Refactor elector somewhat + test suite + poll-only mode #263

brandur · 2024-03-11T00:19:51Z

Here, do a little refactoring in the elector. The overall code doesn't
change that much, but we try to tighten things up with little things
like improved logging and real exponential backoff. It becomes a
start/stop service so that it's a little more normalized with other code
and more robust on start/stop.

The major improvement is the addition of a test suite. Although there
was a nominal suite before that was added during the driver refactor to
test the attemptElectOrReelect function, the elector was only tested
indirectly otherwise through the client. The change comes with a variety
of tests that exercise the elector's various behaviors, including one
that pits multiple competing electors against each other to make sure
that works.

Lastly, the elector gains a "poll only" mode in which we check that it
can still function using polling only in case a listener isn't
available. This doesn't have any effect on River feature-wise yet, but
the idea is that after we've added a similar capability to the producer,
we'll be able to support systems where LISTEN/NOTIFY aren't
available like PgBouncer in transaction mode, or possibly even MySQL or
SQLite in the future. We send the poll only mode through the same
barrage of tests that we require it to pass when using a database pool.

brandur · 2024-03-11T00:30:04Z

internal/notifier/notifier.go

@@ -442,6 +442,8 @@ func (n *Notifier) Listen(ctx context.Context, topic NotificationTopic, notifyFu
 	}
 	n.subscriptions[topic] = append(existingSubs, sub)

+	n.Logger.InfoContext(ctx, n.Name+": Added subscription", "new_num_subscriptions", len(n.subscriptions[topic]), "topic", topic)


Found having a little more logging on subscriptions pretty handy for test debugging purposes.

This one also feels like it should maybe be a Debug level given it's indicative of healthy operation and pretty low level, thoughts?

K, made those two debug too.

Follow up changes like #253, #262, and #263 to make the producer a start/stop service, giving it a more predictable way to invoke start and stop, making it safer to run and cleaning up caller code where it's used in the client and test cases. With all these changes taken together we'll have every service in the client using the same unified service interface, which will clean up code and let us write some neat utilities to operate across all of them. Aside from that, we clean up the producer in ways to bring it more inline with other code, like making logging uniform and having the constructor return only a `*producer` instead of `(*producer, error)` that needs to be checked despite an error always being indicative of a bug in this context.

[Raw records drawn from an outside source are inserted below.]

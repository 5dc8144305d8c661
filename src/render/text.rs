use crate::model::{Band, Frame, Summary};
use crate::render::svg::NO_DATA_MESSAGE;
use crate::utils::format_price;

/// Multi-line plain-text report of a frame, for the log.
pub fn render_report(region: &str, frame: &Frame) -> String {
    let Frame::Clock(clock) = frame else {
        return format!("[{}] {}", region, NO_DATA_MESSAGE);
    };
    let s = &clock.summary;
    let unit = clock.unit;

    let ring: String = clock
        .sectors
        .iter()
        .map(|sector| band_glyph(sector.band))
        .collect();

    let mut lines = vec![
        format!("[{}] Price now: {}", region, format_price(s.current_price, unit)),
        format!("[{}] Average: {}", region, format_price(s.average_price, unit)),
        format!("[{}] Cheapest: {}", region, extreme(s.min_hour, s.min_price, unit)),
        format!("[{}] Most expensive: {}", region, extreme(s.max_hour, s.max_price, unit)),
        format!("[{}] Suitable hours: {}", region, suitable(s)),
        format!("[{}] Ring 00-23: {}", region, ring),
    ];
    for legend in &clock.legend {
        lines.push(format!("[{}]   {} {}", region, band_glyph(legend.band), legend.text));
    }
    for line in s.advisory_text.lines() {
        lines.push(format!("[{}] 💡 {}", region, line));
    }
    lines.join("\n")
}

fn band_glyph(band: Band) -> char {
    match band {
        Band::Negative => '🔵',
        Band::VeryCheap => '🟩',
        Band::Cheap => '🟢',
        Band::Normal => '🟡',
        Band::Expensive => '🟠',
        Band::VeryExpensive => '🔴',
    }
}

fn extreme(hour: Option<u32>, price: Option<f64>, unit: &str) -> String {
    match (hour, price) {
        (Some(h), Some(p)) => format!("{:02}:00 ({})", h, format_price(p, unit)),
        _ => "-".to_string(),
    }
}

fn suitable(summary: &Summary) -> String {
    if summary.suitable_hours.is_empty() {
        return "none".to_string();
    }
    summary
        .suitable_hours
        .iter()
        .map(|h| format!("{:02}", h))
        .collect::<Vec<_>>()
        .join(", ")
}
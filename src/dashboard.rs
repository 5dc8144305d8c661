// Refresh and render glue: everything here does I/O, the analyzer does not.
use crate::advisor::Advisor;
use crate::advisor::prompt::build_prompt;
use crate::analyzer::{Analyzer, AnalyzerImpl};
use crate::fetcher::PriceSource;
use crate::model::{Frame, RenderError};
use crate::render::{SvgRenderer, render_report};
use crate::state::{Snapshot, SnapshotCell};
use chrono::NaiveDate;
use std::collections::HashMap;
use std::path::{Path, PathBuf};
use std::sync::Arc;
use std::sync::atomic::{AtomicU64, Ordering};
use tokio::task::JoinHandle;
use tracing::{info, warn};

/// One region's clock: its name and current snapshot.
pub struct RegionBoard {
    pub region: String,
    pub cell: SnapshotCell,
    generation: AtomicU64,
}

impl RegionBoard {
    pub fn new(region: &str, analyzer: &AnalyzerImpl) -> Self {
        Self {
            region: region.to_string(),
            cell: SnapshotCell::new(Snapshot::empty(region, analyzer.currency)),
            generation: AtomicU64::new(0),
        }
    }

    fn next_generation(&self) -> u64 {
        self.generation.fetch_add(1, Ordering::SeqCst) + 1
    }
}

/// Fetches `date` for the board's region and publishes a new snapshot.
/// A fetch failure keeps the previous snapshot. If an advisor is given and
/// there is data, the advisory request runs in the background and the
/// returned handle resolves once it has been attached (or dropped).
pub async fn refresh_region(
    board: Arc<RegionBoard>,
    date: NaiveDate,
    source: &dyn PriceSource,
    analyzer: &AnalyzerImpl,
    advisor: Option<Arc<dyn Advisor>>,
    ai_prompt: Option<String>,
) -> Option<JoinHandle<()>> {
    info!("Refreshing prices for {} ({})", board.region, date);
    let record = match source.fetch_day(date, &board.region).await {
        Ok(record) => record,
        Err(e) => {
            warn!("Fetch failed for {}: {}", board.region, e);
            return None;
        }
    };

    let generation = board.next_generation();
    let snapshot = analyzer.snapshot(&board.region, date, generation, record);
    let valid_hours = snapshot.series.len();
    let prompt = snapshot
        .has_data()
        .then(|| build_prompt(&snapshot.series, snapshot.currency.unit(), ai_prompt.as_deref()));
    board.cell.store(snapshot).await;
    info!(
        "✅ Snapshot #{} published for {} ({} valid hours)",
        generation, board.region, valid_hours
    );

    let (Some(advisor), Some(prompt)) = (advisor, prompt) else {
        return None;
    };
    Some(tokio::spawn(async move {
        match advisor.advise(&prompt).await {
            Ok(Some(text)) => {
                if board.cell.store_advisory(generation, text).await {
                    info!("✅ Advisory from {} attached for {}", advisor.name(), board.region);
                } else {
                    info!("Advisory for {} arrived after a newer refresh; dropped", board.region);
                }
            }
            Ok(None) => warn!("{} returned no advisory text for {}", advisor.name(), board.region),
            Err(e) => warn!("Advisory failed for {}: {}", board.region, e),
        }
    }))
}

/// Per-tick renderer. Remembers what it last wrote so that unchanged frames
/// cause no file writes and unchanged reports are not logged again.
pub struct FrameWriter {
    renderer: SvgRenderer,
    output_dir: PathBuf,
    last_svg: HashMap<String, String>,
    last_report: HashMap<String, String>,
}

impl FrameWriter {
    pub fn new(renderer: SvgRenderer, output_dir: &Path) -> Self {
        Self {
            renderer,
            output_dir: output_dir.to_path_buf(),
            last_svg: HashMap::new(),
            last_report: HashMap::new(),
        }
    }

    pub fn output_path(&self, region: &str) -> PathBuf {
        self.output_dir.join(format!("{}.svg", region))
    }

    /// Returns `true` when the SVG file was rewritten.
    pub async fn write(&mut self, region: &str, frame: &Frame) -> Result<bool, RenderError> {
        let report = render_report(region, frame);
        if self.last_report.get(region) != Some(&report) {
            info!("\n{}", report);
            self.last_report.insert(region.to_string(), report);
        }

        let svg = self.renderer.render(frame);
        if self.last_svg.get(region) == Some(&svg) {
            return Ok(false);
        }
        tokio::fs::create_dir_all(&self.output_dir).await?;
        tokio::fs::write(self.output_path(region), &svg).await?;
        self.last_svg.insert(region.to_string(), svg);
        Ok(true)
    }
}

/// Builds and writes the frame of every board for `now_hour`.
pub async fn render_tick(
    boards: &[Arc<RegionBoard>],
    analyzer: &AnalyzerImpl,
    writer: &mut FrameWriter,
    now_hour: u32,
) {
    for board in boards {
        let snapshot = board.cell.load().await;
        let frame = analyzer.build_frame(&snapshot, now_hour);
        if let Err(e) = writer.write(&board.region, &frame).await {
            warn!("Failed to write clock for {}: {}", board.region, e);
        }
    }
}
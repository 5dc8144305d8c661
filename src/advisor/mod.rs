// Advisory module: optional natural-language usage advice from a text-generation provider.

pub mod gemini;
pub mod openai;
pub mod prompt;

use crate::config::{AiProvider, AppConfig};
use crate::model::AdvisoryError;
use gemini::GeminiAdvisor;
use openai::OpenAiAdvisor;
use reqwest::Client;
use std::sync::Arc;
use std::time::Duration;
use tracing::{info, warn};

/// Applied by the advisors around `send()`; the client itself has no timeout.
const REQUEST_TIMEOUT: Duration = Duration::from_secs(30);

/// Turns a prompt into a short advisory text. `Ok(None)` means the provider
/// answered without usable text.
#[async_trait::async_trait]
pub trait Advisor: Send + Sync {
    fn name(&self) -> &'static str;
    async fn advise(&self, prompt: &str) -> Result<Option<String>, AdvisoryError>;
}

/// Builds the configured advisor. Advisory needs `use_ai`, a provider and a key;
/// anything less disables it.
pub fn from_config(config: &AppConfig) -> Result<Option<Arc<dyn Advisor>>, AdvisoryError> {
    if !config.use_ai {
        return Ok(None);
    }
    let (Some(provider), Some(api_key)) = (config.ai_provider, config.api_key.clone()) else {
        warn!("use_ai is set but ai_provider or api_key is missing; advisory disabled");
        return Ok(None);
    };
    if api_key.trim().is_empty() {
        warn!("api_key is empty; advisory disabled");
        return Ok(None);
    }

    let client = Client::builder().build()?;
    let advisor: Arc<dyn Advisor> = match provider {
        AiProvider::Gemini => Arc::new(GeminiAdvisor::new(
            client,
            api_key,
            config.gemini_model.clone(),
            REQUEST_TIMEOUT,
        )),
        AiProvider::OpenAi => Arc::new(OpenAiAdvisor::new(
            client,
            api_key,
            config.openai_model.clone(),
            REQUEST_TIMEOUT,
        )),
    };
    info!("Advisory enabled via {}", advisor.name());
    Ok(Some(advisor))
}

#[cfg(test)]
mod tests {
    use super::*;

    #[test]
    fn disabled_without_use_ai() {
        let config = AppConfig {
            ai_provider: Some(AiProvider::Gemini),
            api_key: Some("k".into()),
            ..AppConfig::default()
        };
        assert!(from_config(&config).unwrap().is_none());
    }

    #[test]
    fn disabled_without_key() {
        let config = AppConfig {
            use_ai: true,
            ai_provider: Some(AiProvider::OpenAi),
            ..AppConfig::default()
        };
        assert!(from_config(&config).unwrap().is_none());
    }

    #[test]
    fn picks_configured_provider() {
        let config = AppConfig {
            use_ai: true,
            ai_provider: Some(AiProvider::OpenAi),
            api_key: Some("k".into()),
            ..AppConfig::default()
        };
        let advisor = from_config(&config).unwrap().unwrap();
        assert_eq!(advisor.name(), "openai");
    }
}
//! Electricity price clock.
//!
//! Fetches a day of hourly spot prices, bands them from "very cheap" to
//! "very expensive" around the day's mean, lays the bands out on a 24-hour
//! clock face and adds an optional usage advisory from a text-generation
//! provider.

pub mod advisor;
pub mod analyzer;
pub mod config;
pub mod dashboard;
pub mod fetcher;
pub mod model;
pub mod normalizer;
pub mod render;
pub mod state;
pub mod utils;

#[cfg(test)]
mod testing;
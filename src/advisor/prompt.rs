use crate::normalizer::PriceSeries;

pub const DEFAULT_INSTRUCTIONS: &str = "Which hours are most suitable for running household \
appliances such as the washing machine and tumble dryer, or for charging? If laundry has to be \
done between 06 and 21 anyway, which hours suit best? Give a professional summary. Reply with at \
most 4 lines of text, each at most 60 characters.";

pub const SYSTEM_ROLE: &str = "You are an energy expert.";

/// Prompt sent to the text-generation provider for one day's prices.
pub fn build_prompt(series: &PriceSeries, unit: &str, instructions: Option<&str>) -> String {
    let prices = series
        .prices()
        .iter()
        .map(|p| format!("{:.5}", p))
        .collect::<Vec<_>>()
        .join(", ");
    format!(
        "You are an energy advisor. Analyse the following electricity prices per hour for hours 00-23, in {}: {}. {}",
        unit,
        prices,
        instructions.unwrap_or(DEFAULT_INSTRUCTIONS)
    )
}

#[cfg(test)]
mod tests {
    use super::*;

    #[test]
    fn prices_use_five_decimals() {
        let series = PriceSeries::new(vec![0.1, 1.234567, -0.02]);
        let prompt = build_prompt(&series, "kr/kWh", None);
        assert!(prompt.contains("in kr/kWh: 0.10000, 1.23457, -0.02000."));
        assert!(prompt.ends_with(DEFAULT_INSTRUCTIONS));
    }

    #[test]
    fn custom_instructions_replace_default() {
        let series = PriceSeries::new(vec![0.5]);
        let prompt = build_prompt(&series, "€/kWh", Some("Summarize in under 3 lines."));
        assert!(prompt.ends_with("0.50000. Summarize in under 3 lines."));
        assert!(!prompt.contains(DEFAULT_INSTRUCTIONS));
    }
}
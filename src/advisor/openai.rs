use crate::advisor::Advisor;
use crate::advisor::prompt::SYSTEM_ROLE;
use crate::model::AdvisoryError;
use reqwest::Client;
use serde::{Deserialize, Serialize};
use std::time::Duration;
use tokio::time::timeout;
use tracing::{debug, info, warn};

const OPENAI_URL: &str = "https://api.openai.com/v1/chat/completions";

#[derive(Debug, Serialize)]
struct ChatRequest<'a> {
    model: &'a str,
    messages: Vec<ChatMessage<'a>>,
    temperature: f64,
}

#[derive(Debug, Serialize)]
struct ChatMessage<'a> {
    role: &'a str,
    content: &'a str,
}

#[derive(Debug, Default, Deserialize)]
pub(crate) struct ChatResponse {
    #[serde(default)]
    choices: Vec<Choice>,
}

#[derive(Debug, Deserialize)]
struct Choice {
    message: Option<ChoiceMessage>,
}

#[derive(Debug, Deserialize)]
struct ChoiceMessage {
    content: Option<String>,
}

impl ChatResponse {
    /// `choices[0].message.content`, if present.
    pub(crate) fn into_text(self) -> Option<String> {
        self.choices.into_iter().next()?.message?.content
    }
}

pub struct OpenAiAdvisor {
    client: Client,
    url: String,
    api_key: String,
    model: String,
    request_timeout: Duration,
}

impl OpenAiAdvisor {
    pub fn new(client: Client, api_key: String, model: String, request_timeout: Duration) -> Self {
        Self {
            client,
            url: OPENAI_URL.to_string(),
            api_key,
            model,
            request_timeout,
        }
    }

    pub fn with_url(mut self, url: &str) -> Self {
        self.url = url.to_string();
        self
    }
}

#[async_trait::async_trait]
impl Advisor for OpenAiAdvisor {
    fn name(&self) -> &'static str {
        "openai"
    }

    async fn advise(&self, prompt: &str) -> Result<Option<String>, AdvisoryError> {
        let body = ChatRequest {
            model: &self.model,
            messages: vec![
                ChatMessage {
                    role: "system",
                    content: SYSTEM_ROLE,
                },
                ChatMessage {
                    role: "user",
                    content: prompt,
                },
            ],
            temperature: 0.7,
        };

        info!("🧠 Requesting advisory from OpenAI ({})", self.model);
        let response = match timeout(
            self.request_timeout,
            self.client
                .post(&self.url)
                .bearer_auth(&self.api_key)
                .json(&body)
                .send(),
        )
        .await
        {
            Ok(Ok(resp)) => resp,
            Ok(Err(e)) => {
                let e = e.without_url();
                warn!("❌ OpenAI send() failed: {:?}", e);
                return Err(AdvisoryError::Http(e));
            }
            Err(_) => {
                warn!("⏳ OpenAI send() timed out");
                return Err(AdvisoryError::Timeout);
            }
        };

        let status = response.status();
        if !status.is_success() {
            let body = response.text().await.unwrap_or_else(|_| "unknown".into());
            warn!("❌ OpenAI responded [{}]: {}", status, body);
            return Err(AdvisoryError::Api(status, body));
        }

        let result: ChatResponse = response.json().await.map_err(|e| e.without_url())?;
        debug!("📥 OpenAI response: {:?}", result);
        Ok(result.into_text())
    }
}
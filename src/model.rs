// Core structs: price records, bands, clock geometry, frames
use serde::{Deserialize, Deserializer, Serialize};

/// Number of hourly slots on the clock face.
pub const HOURS_PER_DAY: usize = 24;

/// Which price column of the API response is read.
#[derive(Debug, Clone, Copy, PartialEq, Eq, Default, Serialize, Deserialize)]
#[serde(rename_all = "UPPERCASE")]
pub enum Currency {
    #[default]
    Sek,
    Eur,
}

impl Currency {
    pub fn unit(&self) -> &'static str {
        match self {
            Currency::Sek => "kr/kWh",
            Currency::Eur => "€/kWh",
        }
    }
}

/// One hourly entry as delivered by the price API.
#[derive(Debug, Clone, Default, PartialEq, Serialize, Deserialize)]
pub struct PriceEntry {
    #[serde(rename = "SEK_per_kWh", default, deserialize_with = "lenient_f64")]
    pub sek_per_kwh: Option<f64>,
    #[serde(rename = "EUR_per_kWh", default, deserialize_with = "lenient_f64")]
    pub eur_per_kwh: Option<f64>,
    #[serde(rename = "EXR", default, deserialize_with = "lenient_f64")]
    pub exr: Option<f64>,
    #[serde(default)]
    pub time_start: Option<String>,
    #[serde(default)]
    pub time_end: Option<String>,
}

impl PriceEntry {
    /// Returns the price in the given currency if it is a finite number.
    pub fn price(&self, currency: Currency) -> Option<f64> {
        let value = match currency {
            Currency::Sek => self.sek_per_kwh,
            Currency::Eur => self.eur_per_kwh,
        };
        value.filter(|p| p.is_finite())
    }
}

/// Accepts any JSON value; only numbers become `Some`.
fn lenient_f64<'de, D>(deserializer: D) -> Result<Option<f64>, D::Error>
where
    D: Deserializer<'de>,
{
    let value = serde_json::Value::deserialize(deserializer)?;
    Ok(value.as_f64())
}

/// A day of hour-ordered price entries. The position in `entries` is the hour.
#[derive(Debug, Clone, Default, PartialEq, Serialize, Deserialize)]
#[serde(transparent)]
pub struct PriceRecord {
    pub entries: Vec<PriceEntry>,
}

impl PriceRecord {
    pub fn new(entries: Vec<PriceEntry>) -> Self {
        Self { entries }
    }

    /// Builds a SEK record from optional hourly prices (`None` = missing hour).
    pub fn from_prices(prices: &[Option<f64>]) -> Self {
        let entries = prices
            .iter()
            .map(|p| PriceEntry {
                sek_per_kwh: *p,
                ..PriceEntry::default()
            })
            .collect();
        Self { entries }
    }

    /// Price for `hour`, or `None` when the hour is missing or not a number.
    pub fn slot(&self, hour: usize, currency: Currency) -> Option<f64> {
        if hour >= HOURS_PER_DAY {
            return None;
        }
        self.entries.get(hour).and_then(|e| e.price(currency))
    }
}

/// Severity band of an hourly price.
#[derive(Debug, Clone, Copy, PartialEq, Eq, Hash, Serialize, Deserialize)]
#[serde(rename_all = "kebab-case")]
pub enum Band {
    Negative,
    VeryCheap,
    Cheap,
    Normal,
    Expensive,
    VeryExpensive,
}

impl Band {
    pub const ALL: [Band; 6] = [
        Band::Negative,
        Band::VeryCheap,
        Band::Cheap,
        Band::Normal,
        Band::Expensive,
        Band::VeryExpensive,
    ];

    pub fn color(&self) -> &'static str {
        match self {
            Band::Negative => "#0000ff",
            Band::VeryCheap => "#008800",
            Band::Cheap => "#00cc00",
            Band::Normal => "#ffff00",
            Band::Expensive => "#ff7700",
            Band::VeryExpensive => "#dd0000",
        }
    }

    /// Same spelling as the serialized form.
    pub fn token(&self) -> &'static str {
        match self {
            Band::Negative => "negative",
            Band::VeryCheap => "very-cheap",
            Band::Cheap => "cheap",
            Band::Normal => "normal",
            Band::Expensive => "expensive",
            Band::VeryExpensive => "very-expensive",
        }
    }

    pub fn label(&self) -> &'static str {
        match self {
            Band::Negative => "Negative price",
            Band::VeryCheap => "Very cheap",
            Band::Cheap => "Cheap",
            Band::Normal => "Normal",
            Band::Expensive => "Expensive",
            Band::VeryExpensive => "Very expensive",
        }
    }
}

/// Pixel position inside the clock square, origin at the top-left corner.
#[derive(Debug, Clone, Copy, PartialEq, Serialize)]
pub struct LabelPosition {
    pub x: f64,
    pub y: f64,
}

/// One 15° slice of the ring.
#[derive(Debug, Clone, PartialEq, Serialize)]
pub struct Sector {
    pub hour: u32,
    pub band: Band,
    pub color: &'static str,
    pub start_degrees: f64,
    pub end_degrees: f64,
    pub label: LabelPosition,
}

/// Current-hour marker on the ring.
#[derive(Debug, Clone, Copy, PartialEq, Serialize)]
pub struct Pointer {
    pub hour: u32,
    pub angle_degrees: f64,
    pub x: f64,
    pub y: f64,
}

#[derive(Debug, Clone, PartialEq, Serialize)]
pub struct LegendEntry {
    pub band: Band,
    pub color: &'static str,
    pub text: String,
}

#[derive(Debug, Clone, PartialEq, Serialize)]
pub struct Summary {
    pub current_price: f64,
    pub average_price: f64,
    pub min_hour: Option<u32>,
    pub max_hour: Option<u32>,
    pub min_price: Option<f64>,
    pub max_price: Option<f64>,
    pub suitable_hours: Vec<u32>,
    pub advisory_text: String,
}

/// Everything the renderer needs for one clock.
#[derive(Debug, Clone, PartialEq, Serialize)]
pub struct ClockFrame {
    pub sectors: Vec<Sector>,
    pub pointer: Pointer,
    pub summary: Summary,
    pub legend: Vec<LegendEntry>,
    pub unit: &'static str,
}

#[derive(Debug, Clone, PartialEq, Serialize)]
#[serde(tag = "state", rename_all = "snake_case")]
pub enum Frame {
    NoData { pointer: Pointer },
    Clock(ClockFrame),
}

impl Frame {
    pub fn pointer(&self) -> &Pointer {
        match self {
            Frame::NoData { pointer } => pointer,
            Frame::Clock(clock) => &clock.pointer,
        }
    }

    pub fn is_no_data(&self) -> bool {
        matches!(self, Frame::NoData { .. })
    }
}

#[derive(Debug, thiserror::Error)]
pub enum FetchError {
    #[error("HTTP error: {0}")]
    Http(#[from] reqwest::Error),

    #[error("prices for {0} are not published yet")]
    NotPublished(String),

    #[error("invalid response status: {0}")]
    InvalidResponse(reqwest::StatusCode),

    #[error("failed to decode price data: {0}")]
    Decode(#[from] serde_json::Error),
}

#[derive(Debug, thiserror::Error)]
pub enum AdvisoryError {
    #[error("HTTP error: {0}")]
    Http(#[from] reqwest::Error),

    #[error("provider responded [{0}]: {1}")]
    Api(reqwest::StatusCode, String),

    #[error("request timed out")]
    Timeout,
}

#[derive(Debug, thiserror::Error)]
pub enum RenderError {
    #[error("IO error: {0}")]
    Io(#[from] std::io::Error),
}

#[cfg(test)]
mod tests {
    use super::*;

    #[test]
    fn entry_with_non_numeric_price_is_absent() {
        let json = r#"[
            {"SEK_per_kWh": 0.5, "EUR_per_kWh": 0.04, "EXR": 11.2, "time_start": "2025-04-10T00:00:00+02:00"},
            {"SEK_per_kWh": "n/a"},
            {"SEK_per_kWh": null},
            {}
        ]"#;
        let record: PriceRecord = serde_json::from_str(json).unwrap();
        assert_eq!(record.entries.len(), 4);
        assert_eq!(record.slot(0, Currency::Sek), Some(0.5));
        assert_eq!(record.slot(0, Currency::Eur), Some(0.04));
        assert_eq!(record.slot(1, Currency::Sek), None);
        assert_eq!(record.slot(2, Currency::Sek), None);
        assert_eq!(record.slot(3, Currency::Sek), None);
    }

    #[test]
    fn slot_beyond_last_hour_is_absent() {
        let record = PriceRecord::from_prices(&[Some(1.0); 30]);
        assert_eq!(record.slot(23, Currency::Sek), Some(1.0));
        assert_eq!(record.slot(24, Currency::Sek), None);
    }

    #[test]
    fn non_finite_price_is_absent() {
        let record = PriceRecord::from_prices(&[Some(f64::NAN), Some(f64::INFINITY)]);
        assert_eq!(record.slot(0, Currency::Sek), None);
        assert_eq!(record.slot(1, Currency::Sek), None);
    }

    #[test]
    fn band_serializes_kebab_case() {
        let json = serde_json::to_string(&Band::VeryExpensive).unwrap();
        assert_eq!(json, "\"very-expensive\"");
    }
}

We expand the test suite, adding tests like (1) verifying that workers are really stopped when `workCtx` is cancelled, (2) verifying that the max worker slots work as expected and that the producer limits its fetches, and (3) start/stop stress. Like with #263, we give the producer a poll only mode, which also gets the full test barrage using a shared test transaction instead of full database pool. Also like #263, this poll only mode is still prospective and not yet put to full use (although it will be soon).

bgentry

Couple of minor comments, but this looks really fantastic. Great work 🎉

bgentry · 2024-03-12T01:21:22Z

internal/leadership/elector.go

+				// We only care about resignations on because we use them to preempt the
+				// election attempt backoff. And we only care about our own key name.


typo here:

We only care about resignations on because

bgentry · 2024-03-12T01:26:52Z

internal/leadership/elector.go

 		}

+		numErrors = 0
+
+		e.Logger.Info(e.Name+": Leadership bid was unsuccessful (not an error)", "client_id", e.clientID)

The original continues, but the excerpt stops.